ONU pide con "urgencia" ayuda económica para Pakistán

Según el organismo, la dimensión de la tragedia que vive este país aún no se conoce.

La ONU pidió este miércoles con urgencia cerca de 460 millones de dólares a la comunidad internacional para intensificar la ayuda a los afectados por las inundaciones en Pakistán, ante el temor de que las incesantes lluvias y las crecidas de ríos agraven el desastre humanitario que afronta el país.

En una reunión en Nueva York con países donantes, el organismo internacional resaltó que todavía se desconoce la verdadera magnitud del desastre, que ya afecta a más de 14 millones de personas, por lo que ve crucial una movilización rápida de la comunidad internacional.

“Es evidente que estas inundaciones, las peores en 80 años en Pakistán, han causado y siguen causando una destrucción y un sufrimiento inmensos. No se lleven a engaño, estamos ante una gran catástrofe”, afirmó en la reunión el subsecretario general de la ONU para Asuntos Humanitarios, John Holmes.

En su opinión, la ayuda más necesitada por las familias pakistaníes a corto plazo consiste en alimentos, agua potable, material para cocinar y potabilizar, servicios sanitarios de emergencia, mosquiteras, tiendas de campaña y otros recursos para proveer cobijo, entre otras necesidades.

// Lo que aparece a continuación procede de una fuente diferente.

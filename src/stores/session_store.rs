use crate::core::error::StorageError;
use crate::models::user::User;
use crate::stores::token_store::{MemoryTokenStore, TokenStore};
use std::sync::Arc;
use tokio::sync::watch;
use tokio_stream::wrappers::WatchStream;
use tracing::{debug, error, warn};

/// Stream of current-user snapshots
///
/// Yields the snapshot at subscription time first, then every replacement.
/// Slow consumers skip intermediate values but always observe the latest one.
pub type UserStream = WatchStream<Option<User>>;

/// Single source of truth for "who is logged in"
///
/// Owns the persisted token (through a [`TokenStore`]) and the in-memory
/// current-user snapshot. Shared as `Arc<SessionStore>`.
pub struct SessionStore {
    tokens: Arc<dyn TokenStore>,
    current_user: watch::Sender<Option<User>>,
}

impl SessionStore {
    pub fn new(tokens: Arc<dyn TokenStore>) -> Self {
        let (current_user, _) = watch::channel(None);
        Self {
            tokens,
            current_user,
        }
    }

    /// Session backed by a process-local token slot
    pub fn in_memory() -> Self {
        Self::new(Arc::new(MemoryTokenStore::new()))
    }

    /// Persisted credential, `None` when absent or unreadable
    pub fn get_token(&self) -> Option<String> {
        match self.tokens.load() {
            Ok(token) => token,
            Err(e) => {
                warn!(error = %e, "Failed to read stored token, treating session as anonymous");
                None
            }
        }
    }

    pub fn set_token(&self, token: &str) -> Result<(), StorageError> {
        self.tokens.save(token).map_err(|e| {
            error!(error = %e, "Failed to persist session token");
            e
        })?;
        debug!("Session token stored");
        Ok(())
    }

    pub fn clear_token(&self) {
        match self.tokens.remove() {
            Ok(()) => debug!("Session token removed"),
            Err(e) => error!(error = %e, "Failed to remove stored session token"),
        }
    }

    /// Token presence only; an expired token still counts until the backend
    /// rejects it
    pub fn is_authenticated(&self) -> bool {
        self.get_token().is_some()
    }

    /// Cached snapshot, never triggers a request
    pub fn current_user(&self) -> Option<User> {
        self.current_user.borrow().clone()
    }

    /// Replace the snapshot and notify every subscriber
    pub fn set_current_user(&self, user: Option<User>) {
        debug!(user_id = ?user.as_ref().map(|u| u.id), "Current user replaced");
        self.current_user.send_replace(user);
    }

    pub fn subscribe(&self) -> UserStream {
        WatchStream::new(self.current_user.subscribe())
    }

    /// Raw receiver for consumers that want `changed()`/`borrow()` semantics
    pub fn watch(&self) -> watch::Receiver<Option<User>> {
        self.current_user.subscribe()
    }

    /// Drop the token and the snapshot
    pub fn clear(&self) {
        self.clear_token();
        self.set_current_user(None);
    }
}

El objetivo es, según Holmes, apoyar al Gobierno de Pakistán en su tarea de atender cuanto antes las necesidades de la población, ya que la dimensión de la catástrofe supera los recursos de las autoridades nacionales.

Con los 459.724.847 dólares la ONU tratará de paliar en los próximos noventa días los efectos de unas lluvias que hasta el momento han causado la muerte de más de 1.300 personas, así como la destrucción total o parcial de unos 288.000 hogares.

Hasta el momento, se han visto afectados 14 millones de personas, entre ellos 6 millones de niños, y 1,8 millones de pakistaníes han perdido su hogar, según Naciones Unidas. Además, al menos 6 millones de personas necesitan de ayuda inmediata para sobrevivir, porque han perdido todas sus posesiones y carecen de medios para alimentarse y cobijarse.

“La incidencia de casos de diarrea aguda y otras enfermedades relacionadas con la contaminación de las aguas crece de una manera alarmante”, alertó Holmes, quien también resaltó el temor de que las precarias condiciones en que sobreviven millones de desplazados deriven en una epidemia de cólera.

Holmes también resaltó que las aguas han arrasado millones de hectáreas en las provincias más afectadas, que en algunos casos ha provocado la pérdida completa de las cosechas y de las reservas de semillas necesarias para la siembra en septiembre.

Al mismo tiempo, explicó que las devastadoras pérdidas causadas por las inundaciones se pueden agravar en las próximas semanas por la prolongación de las lluvias del monzón y el aumento del caudal de los ríos en las regiones del sur aún no afectadas. “Me temo que el número de personas que necesitará ayuda aumentará mucho más a medida que se complete la evaluación de daños y se acceda a las zonas aisladas”, indicó Holmes. Por ello, pasados los tres primeros meses, la organización revisará su plan de ayuda e incluirá medidas para ayudar a medio y largo plazo a la recuperación de las zonas más afectadas.

De momento, la Organización Internacional para las Migraciones (OIM), la ONU y organizaciones no gubernamentales planean distribuir la ayuda en siete áreas: Baluchistán (suroeste), Punjab (la región más poblada del país, al este), las Áreas Tribales Administradas Federalmente (FATA), Gilgit Baltistán (norte), KPK (noroeste), la Cachemira administrada por Pakistán, y Sindh (sudeste).

El embajador de Pakistán ante la ONU, Abdullah Harun, agradeció este miércoles la ayuda recibida hasta la fecha por su país, al tiempo que advirtió de que “los terroristas” tratan de aprovechar la situación para captar adeptos entre las poblaciones aisladas, a las que el Gobierno tiene dificultades para hacer llegar la ayuda.

“Muchos no se han dado cuenta de la magnitud de este desastre, es horrible y nos atrasará un montón de años, y eso sin contar la infraestructura destruida” por las aguas, agregó. La organización humanitaria Oxfam apremió en un comunicado a la comunidad internacional a que responda cuanto antes a la petición de fondos de Naciones Unidas, ya que a las víctimas de las inundaciones “no les sobra el tiempo”.

“Estamos ante un desastre inmenso que requiere de una respuesta inmensa. Todos, donantes, la ONU, las agencias humanitarias y el Gobierno pakistaní tenemos que ponernos las pilas ante esta crisis”, afirmó la directora humanitaria de la ONG, Jane Cocking.